Take for instance Dharavi in India, one of the world’s biggest slums. Dharavi, as Menon noted, is blanketed by smartphones feeding a $9 billion economy, but residents have no clean water or health care.
“Can we use a digital technology and leverage capacities in cities to deliver urban services into rural areas so you don’t disrupt families and you don’t disrupt the rural communities, especially in emerging markets?” he asked. “In other words, can we redefine the whole proposition that you need to move into cities in order to create economic development?
A transformation is already taking place. In South Africa, for example, the Stellenbosch Innovation District on the outskirts of Cape Town, has been testing initiatives like electronic hubs where residents can download educational content, and “smart shacks” – easy to assemble, fire-proof homes that generate solar energy.
And in the Indian city of Bangalore, a health startup has been working with Cisco to set up long-distance radiology services so that even patients outside the country can have remote access to pediatric radiology consultation and information, using immersive technologies and video.
“Those are the kinds of things that you’ll see in emerging markets … creative ways that people are figuring out how to deliver services remotely,” said Menon, potentially disrupting urbanization trends and creating “satellite cities” – small towns and mid-sized cities where residents could have “all have the services that you could not otherwise have gotten.”

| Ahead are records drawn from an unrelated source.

use thiserror::Error;

/// Failures surfaced by the lock/unlock workflows and their building blocks.
///
/// Every variant carries the operation that failed so the operator can see
/// which step broke without re-running side-effecting steps.
#[derive(Debug, Error)]
pub enum Error {
    #[error("failed to compile puzzle ({context}): {reason}")]
    Compilation { context: String, reason: String },

    #[error("failed to encode {context}: {reason}")]
    Encoding { context: String, reason: String },

    #[error("ledger unavailable while trying to {context}: {reason}")]
    LedgerUnavailable { context: String, reason: String },

    #[error("failed to decode {context}: {reason}")]
    Decode { context: String, reason: String },

    #[error("no records, no funds locked with puzzle hash {puzzle_hash}")]
    NoFundsLocked { puzzle_hash: String },

    #[error("ledger rejected spend bundle {bundle}: {reason}")]
    BroadcastRejected { bundle: String, reason: String },

    #[error("wallet unavailable while trying to {context}: {reason}")]
    WalletUnavailable { context: String, reason: String },

    #[error("failed to persist spend bundle to {path}: {source}")]
    Persist {
        path: String,
        #[source]
        source: std::io::Error,
    },

    #[error("refusing to build an unsigned spend bundle; set `allow_unsigned = true` under [unlock] if the puzzle accepts unsigned spends")]
    UnsignedSpendRefused,

    #[error("cancelled before {0}")]
    Cancelled(&'static str),

    #[error("invalid configuration: {0}")]
    Config(String),

    #[error("environment check failed: {0}")]
    Environment(String),
}

impl Error {
    pub fn compilation(context: impl Into<String>, reason: impl ToString) -> Self {
        Error::Compilation { context: context.into(), reason: reason.to_string() }
    }

    pub fn encoding(context: impl Into<String>, reason: impl ToString) -> Self {
        Error::Encoding { context: context.into(), reason: reason.to_string() }
    }

    pub fn ledger(context: impl Into<String>, reason: impl ToString) -> Self {
        Error::LedgerUnavailable { context: context.into(), reason: reason.to_string() }
    }

    pub fn decode(context: impl Into<String>, reason: impl ToString) -> Self {
        Error::Decode { context: context.into(), reason: reason.to_string() }
    }

    pub fn wallet(context: impl Into<String>, reason: impl ToString) -> Self {
        Error::WalletUnavailable { context: context.into(), reason: reason.to_string() }
    }
}

pub type Result<T, E = Error> = std::result::Result<T, E>;
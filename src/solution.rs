use crate::clvm;
use crate::coin::{Bytes32, PrefixedHex, Program};
use crate::error::{Error, Result};

pub const DEFAULT_TAG: &str = "foo2";

/// Spend-time input to the revealed puzzle: `(tag owner_hash amount)`.
#[derive(Debug, Clone, PartialEq, Eq)]
pub struct Solution {
    pub tag: String,
    pub owner: Bytes32,
    pub amount: u64,
    /// Text form, e.g. `('foo2' 0xcc.. 10000000000)`.
    pub source: String,
    /// Serialized form placed in the spend.
    pub encoded: Program,
}

impl Solution {
    /// Builds the solution releasing `amount` to the raw owner hash.
    ///
    /// `owner` must already be decoded from its address form; the puzzle
    /// compares raw commitment bytes.
    pub fn build(tag: &str, owner: &Bytes32, amount: u64) -> Result<Self> {
        if tag.is_empty() || tag.contains(['\'', '"']) || tag.chars().any(char::is_whitespace) {
            return Err(Error::encoding("solution", format!("invalid operation tag {tag:?}")));
        }
        let owner_bytes = owner.to_bytes();
        let amount_bytes = clvm::int_to_bytes(amount as i128);
        let encoded = clvm::atom_list(&[tag.as_bytes(), &owner_bytes, &amount_bytes])?;
        Ok(Solution {
            tag: tag.to_string(),
            owner: *owner,
            amount,
            source: format!("('{}' {} {})", tag, owner.prefixed_hex(), amount),
            encoded,
        })
    }

    /// Reads `(tag owner amount)` back out of an encoded solution.
    pub fn decode(encoded: &Program) -> Result<Self> {
        let bad = |why: &str| Error::decode("solution", why.to_string());
        let items = clvm::list_atoms(encoded)?.ok_or_else(|| bad("not a flat list of atoms"))?;
        let [tag, owner, amount] = items.as_slice() else {
            return Err(bad("expected (tag owner amount)"));
        };
        let tag = String::from_utf8(tag.clone()).map_err(|_| bad("tag is not utf-8"))?;
        let owner: [u8; 32] = owner.as_slice().try_into().map_err(|_| bad("owner is not a 32-byte atom"))?;
        let amount = clvm::bytes_to_int(amount)
            .and_then(|n| u64::try_from(n).ok())
            .ok_or_else(|| bad("amount is not a non-negative integer"))?;
        Solution::build(&tag, &Bytes32::new(owner), amount)
    }
}

#[cfg(test)]
mod tests {
    use super::*;

    #[test]
    fn text_and_encoding_agree() {
        let owner = Bytes32::new([0xcc; 32]);
        let sol = Solution::build(DEFAULT_TAG, &owner, 10_000_000_000).unwrap();
        assert_eq!(sol.source, format!("('foo2' 0x{} 10000000000)", "cc".repeat(32)));
        assert_eq!(clvm::assemble(&sol.source).unwrap(), sol.encoded);
    }

    #[test]
    fn decode_recovers_fields() {
        let owner = Bytes32::new([0x11; 32]);
        let sol = Solution::build("foo2", &owner, 1).unwrap();
        assert_eq!(Solution::decode(&sol.encoded).unwrap(), sol);
    }

    #[test]
    fn zero_amount_encodes_as_nil() {
        let sol = Solution::build("foo2", &Bytes32::new([1; 32]), 0).unwrap();
        assert!(clvm::to_hex(&sol.encoded).ends_with("8080"));
        assert_eq!(Solution::decode(&sol.encoded).unwrap().amount, 0);
    }

    #[test]
    fn rejects_bad_tags() {
        for tag in ["", "fo'o", "two words"] {
            assert!(matches!(Solution::build(tag, &Bytes32::new([0; 32]), 1), Err(Error::Encoding { .. })));
        }
    }
}
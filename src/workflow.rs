// Lock / unlock orchestration. Every step blocks on the previous one; no state
// survives between runs except the persisted spend bundle.

use std::future::Future;
use std::path::PathBuf;
use std::sync::atomic::{AtomicBool, Ordering};
use tokio::sync::broadcast::{self, error::{RecvError, TryRecvError}};

use crate::address::AddressCodec;
use crate::bundle::{self, Persisted, Spend, SpendBundle, PLACEHOLDER_SIGNATURE};
use crate::clvm;
use crate::coin::{Bytes32, Coin, PrefixedHex};
use crate::error::{Error, Result};
use crate::ledger::{self, CoinSelection, LedgerClient};
use crate::puzzle::{Compiler, Executor, PuzzleCommitment, PuzzleSource};
use crate::solution::Solution;
use crate::wallet::{Mojos, WalletClient};

static QUIET: AtomicBool = AtomicBool::new(false);
/// Toggle the per-step artifact dump. Warnings still print.
pub fn set_quiet_logging(quiet: bool) {
    QUIET.store(quiet, Ordering::Relaxed);
}

macro_rules! step_log {
    ($($arg:tt)*) => {
        if !QUIET.load(Ordering::Relaxed) {
            println!($($arg)*);
        }
    };
}

/// The external capabilities a workflow runs against.
#[derive(Clone, Copy)]
pub struct Ctx<'a> {
    pub compiler: &'a dyn Compiler,
    pub ledger: &'a dyn LedgerClient,
    pub wallet: &'a dyn WalletClient,
    pub codec: &'a dyn AddressCodec,
}

#[derive(Debug, Clone)]
pub struct LockParams {
    pub source: PuzzleSource,
    pub address_prefix: String,
    pub fingerprint: u32,
    pub amount: Mojos,
    pub fee: Mojos,
}

#[derive(Debug, Clone)]
pub struct LockOutcome {
    pub commitment: PuzzleCommitment,
    pub address: String,
    pub amount: Mojos,
    pub fee: Mojos,
}

#[derive(Debug, Clone)]
pub struct UnlockParams {
    pub source: PuzzleSource,
    pub fingerprint: u32,
    pub solution_tag: String,
    pub selection: CoinSelection,
    pub bundle_path: PathBuf,
    pub archive_dir: Option<PathBuf>,
    pub allow_unsigned: bool,
}

#[derive(Debug, Clone)]
pub struct UnlockOutcome {
    pub commitment: PuzzleCommitment,
    pub wallet_address: String,
    pub wallet_hash: Bytes32,
    pub solutions: Vec<Solution>,
    pub bundle: SpendBundle,
    pub persisted: Persisted,
}

/// Compiles the puzzle and encodes its hash as an address. No ledger effect.
pub async fn describe(
    compiler: &dyn Compiler,
    codec: &dyn AddressCodec,
    source: &PuzzleSource,
    prefix: &str,
) -> Result<(PuzzleCommitment, String)> {
    let commitment = PuzzleCommitment::derive(compiler, source).await?;
    step_log!("🧩 puzzle source: {}", commitment.source);
    step_log!("🔓 puzzle reveal: {}", commitment.reveal_hex());
    step_log!("#️⃣  puzzle hash: {}", commitment.hash);

    let address = codec.encode(&commitment.hash, prefix)?;
    step_log!("📫 puzzle addr: {}", address);
    Ok((commitment, address))
}

/// Compile → derive address → transfer funds to it.
pub async fn lock(ctx: Ctx<'_>, params: &LockParams, shutdown: &mut broadcast::Receiver<()>) -> Result<LockOutcome> {
    let (commitment, address) = guarded(
        shutdown,
        "deriving the puzzle address",
        describe(ctx.compiler, ctx.codec, &params.source, &params.address_prefix),
    )
    .await?;

    // Always reported, even in quiet mode: this moves real funds.
    println!("💸 Locking {} with fee {}", params.amount, params.fee);
    println!("   from wallet fingerprint {} to {}", params.fingerprint, address);
    check_cancelled(shutdown, "sending funds")?;

    ctx.wallet
        .send(params.amount, params.fee, params.fingerprint, &address)
        .await?;
    step_log!("✅ Funds sent to puzzle address");

    Ok(LockOutcome { commitment, address, amount: params.amount, fee: params.fee })
}

/// Compile → query → select → destination → solution → bundle → persist → broadcast.
pub async fn unlock(ctx: Ctx<'_>, params: &UnlockParams, shutdown: &mut broadcast::Receiver<()>) -> Result<UnlockOutcome> {
    if !params.allow_unsigned {
        return Err(Error::UnsignedSpendRefused);
    }

    let commitment = guarded(shutdown, "compiling the puzzle", PuzzleCommitment::derive(ctx.compiler, &params.source)).await?;
    step_log!("🔓 puzzle reveal: {}", commitment.reveal_hex());
    step_log!("#️⃣  puzzle hash: {}", commitment.hash);

    let records = guarded(
        shutdown,
        "querying coin records",
        ledger::find_unspent_by_owner(ctx.ledger, &commitment.hash),
    )
    .await?;
    if records.is_empty() {
        return Err(Error::NoFundsLocked { puzzle_hash: commitment.hash.prefixed_hex() });
    }
    for (i, record) in records.iter().enumerate() {
        step_log!("--- coin #{:03} ---", i);
        step_log!("\tAmount: {}", record.coin.amount);
        step_log!("\tParent: {}", record.coin.parent_coin_info);
        step_log!("\t  Hash: {}", record.coin.puzzle_hash);
    }

    let coins = params.selection.select(&records);
    for coin in &coins {
        if coin.puzzle_hash != commitment.hash {
            return Err(Error::decode(
                "coin records",
                format!("coin {} is locked under {}, not {}", coin.coin_id(), coin.puzzle_hash, commitment.hash),
            ));
        }
    }
    if coins.len() < records.len() {
        println!("⚠️  {} more coin(s) remain locked under this puzzle hash", records.len() - coins.len());
    }

    let wallet_address = guarded(shutdown, "resolving the wallet address", ctx.wallet.receive_address(params.fingerprint)).await?;
    step_log!("👛 wallet addr: {}", wallet_address);
    let wallet_hash = ctx.codec.decode(&wallet_address)?;
    step_log!("👛 wallet hash: {}", wallet_hash);

    let (spends, solutions) = build_spends(&commitment, &coins, &params.solution_tag, &wallet_hash)?;
    let bundle = SpendBundle::assemble(spends, PLACEHOLDER_SIGNATURE)?;
    if bundle.is_unsigned() {
        println!("⚠️  Spend bundle carries a placeholder signature; the puzzle must accept unsigned spends");
    }

    check_cancelled(shutdown, "persisting the spend bundle")?;
    let persisted = bundle::persist(&bundle, &params.bundle_path, params.archive_dir.as_deref())?;
    step_log!("📦 spend bundle: {}", persisted.json);
    step_log!("💾 saved to {}", persisted.path.display());
    if let Some(copy) = &persisted.archive {
        step_log!("🗄️  archived at {}", copy.display());
    }

    // Past this point the bundle is on disk; shutdown no longer interrupts.
    ctx.ledger.push_tx(&persisted.path).await?;
    println!("🚀 Spend bundle accepted: {} mojos returned to {}", bundle.total_amount(), wallet_address);

    Ok(UnlockOutcome { commitment, wallet_address, wallet_hash, solutions, bundle, persisted })
}

fn build_spends(
    commitment: &PuzzleCommitment,
    coins: &[Coin],
    tag: &str,
    owner: &Bytes32,
) -> Result<(Vec<Spend>, Vec<Solution>)> {
    let mut spends = Vec::with_capacity(coins.len());
    let mut solutions = Vec::with_capacity(coins.len());
    for coin in coins {
        // Full-balance release: the solution moves exactly the coin's amount.
        let solution = Solution::build(tag, owner, coin.amount)?;
        step_log!("🧮 solution source: {}", solution.source);
        step_log!("🧮 solution encoded: {}", clvm::to_hex(&solution.encoded));
        spends.push(Spend {
            coin: *coin,
            puzzle_reveal: commitment.reveal.clone(),
            solution: solution.encoded.clone(),
        });
        solutions.push(solution);
    }
    Ok((spends, solutions))
}

/// Compiles the puzzle and executes it against `env`, returning the result text.
pub async fn run(compiler: &dyn Compiler, executor: &dyn Executor, source: &PuzzleSource, env: &str) -> Result<String> {
    let compiled = compiler.compile(source).await?;
    step_log!("🧩 compiled: {}", compiled);
    executor.execute(&compiled, env).await
}

async fn guarded<T>(
    shutdown: &mut broadcast::Receiver<()>,
    step: &'static str,
    fut: impl Future<Output = Result<T>>,
) -> Result<T> {
    tokio::select! {
        biased;
        _ = cancelled(shutdown) => Err(Error::Cancelled(step)),
        res = fut => res,
    }
}

async fn cancelled(shutdown: &mut broadcast::Receiver<()>) {
    match shutdown.recv().await {
        Ok(()) | Err(RecvError::Lagged(_)) => {}
        // Sender gone: nobody can cancel us any more.
        Err(RecvError::Closed) => std::future::pending().await,
    }
}

fn check_cancelled(shutdown: &mut broadcast::Receiver<()>, step: &'static str) -> Result<()> {
    match shutdown.try_recv() {
        Ok(()) | Err(TryRecvError::Lagged(_)) => Err(Error::Cancelled(step)),
        Err(TryRecvError::Empty) | Err(TryRecvError::Closed) => Ok(()),
    }
}
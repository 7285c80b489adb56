//! The byte store that holds an ini document
//!
//! The scanner never owns the document itself. It only needs to reposition a read cursor and to
//! copy bytes from that cursor into a caller provided buffer, which is what the [`Store`] trait
//! describes.

/// A seekable, byte addressable medium holding an ini document.
pub trait Store {
    /// Move the read cursor to `offset` bytes from the start of the store.
    ///
    /// Returns `false` if the cursor could not be moved there (e.g. because `offset` lies beyond
    /// the end of the store).
    fn seek(&mut self, offset: u64) -> bool;

    /// Read up to `buf.len()` bytes starting at the current cursor and advance the cursor
    /// accordingly.
    ///
    /// Returns the number of bytes that were read. `0` denotes the end of the store.
    fn read(&mut self, buf: &mut [u8]) -> usize;
}

impl<S: Store + ?Sized> Store for &mut S {
    fn seek(&mut self, offset: u64) -> bool {
        (**self).seek(offset)
    }

    fn read(&mut self, buf: &mut [u8]) -> usize {
        (**self).read(buf)
    }
}

/// A [`Store`] backed by an in-memory byte slice
#[derive(Debug, Clone, Eq, PartialEq)]
pub struct SliceStore<'a> {
    data: &'a [u8],
    pos: usize,
}

impl<'a> SliceStore<'a> {
    pub fn new(data: &'a [u8]) -> Self {
        Self { data, pos: 0 }
    }

    /// The complete underlying document
    pub fn data(&self) -> &'a [u8] {
        self.data
    }
}

impl Store for SliceStore<'_> {
    fn seek(&mut self, offset: u64) -> bool {
        match usize::try_from(offset) {
            Ok(offset) if offset <= self.data.len() => {
                self.pos = offset;
                true
            }
            _ => false,
        }
    }

    fn read(&mut self, buf: &mut [u8]) -> usize {
        let remaining = &self.data[self.pos..];
        let n = remaining.len().min(buf.len());
        buf[..n].copy_from_slice(&remaining[..n]);
        self.pos += n;
        n
    }
}

#[cfg(any(test, feature = "std"))]
pub use io_store::IoStore;

#[cfg(any(test, feature = "std"))]
mod io_store {
    use super::Store;
    use log::warn;
    use std::io::{ErrorKind, Read, Seek, SeekFrom};

    /// A [`Store`] that reads from anything implementing [`Read`] and [`Seek`], e.g. a
    /// [`std::fs::File`]
    #[derive(Debug)]
    pub struct IoStore<T> {
        inner: T,
    }

    impl<T: Read + Seek> IoStore<T> {
        pub fn new(inner: T) -> Self {
            Self { inner }
        }

        pub fn into_inner(self) -> T {
            self.inner
        }
    }

    impl<T: Read + Seek> Store for IoStore<T> {
        fn seek(&mut self, offset: u64) -> bool {
            self.inner.seek(SeekFrom::Start(offset)).is_ok()
        }

        fn read(&mut self, buf: &mut [u8]) -> usize {
            loop {
                match self.inner.read(buf) {
                    Ok(n) => return n,
                    Err(e) if e.kind() == ErrorKind::Interrupted => continue,
                    Err(e) => {
                        warn!(
                            "reading from the underlying store failed, the running lookup will \
                             report the section or key as missing: {e}"
                        );
                        return 0;
                    }
                }
            }
        }
    }
}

In Jaipur, the government has been working with Cisco to digitize parts of the ancient city, a major tourist attraction and religious destination.
Cisco chose Jaipur as a “lighthouse” city to deploy cameras, traffic management systems, and apps that tourists can download for information to travel safely. Police, traffic control, and other entities monitor the connected neighborhood on video cameras for parking and security. Collected analytics data help the government identify needs for new services and solicit feedback from citizens.
But in some developing regions, infrastructure, or lack of, can be a challenge. The Indian city of Hyderabad, for example, has created a public-private partnership to deploy some of the needed technologies. But archaic regulations and concerns of corruption in the procurement process “have created the environment where true public-private partnership is extraordinarily difficult.”
“Most emerging markets have regulations designed not even for the electrical world, it’s for the mechanical world,” he said. “They haven’t updated their regulations in the last 100 years. … You need new standards, new regulations, new public-private partnerships, and most importantly, a focus on security. … The thing is to be proactive in creating these conditions.”
As more ‘smart’ hubs crop up, they will be large and small, urban and rural. Some will have higher population densities, while others will be sparsely populated. “What will change dramatically,” said Ratti, “will be our way to experience the city, at the convergence of the digital and physical world – and this is going to be exciting!”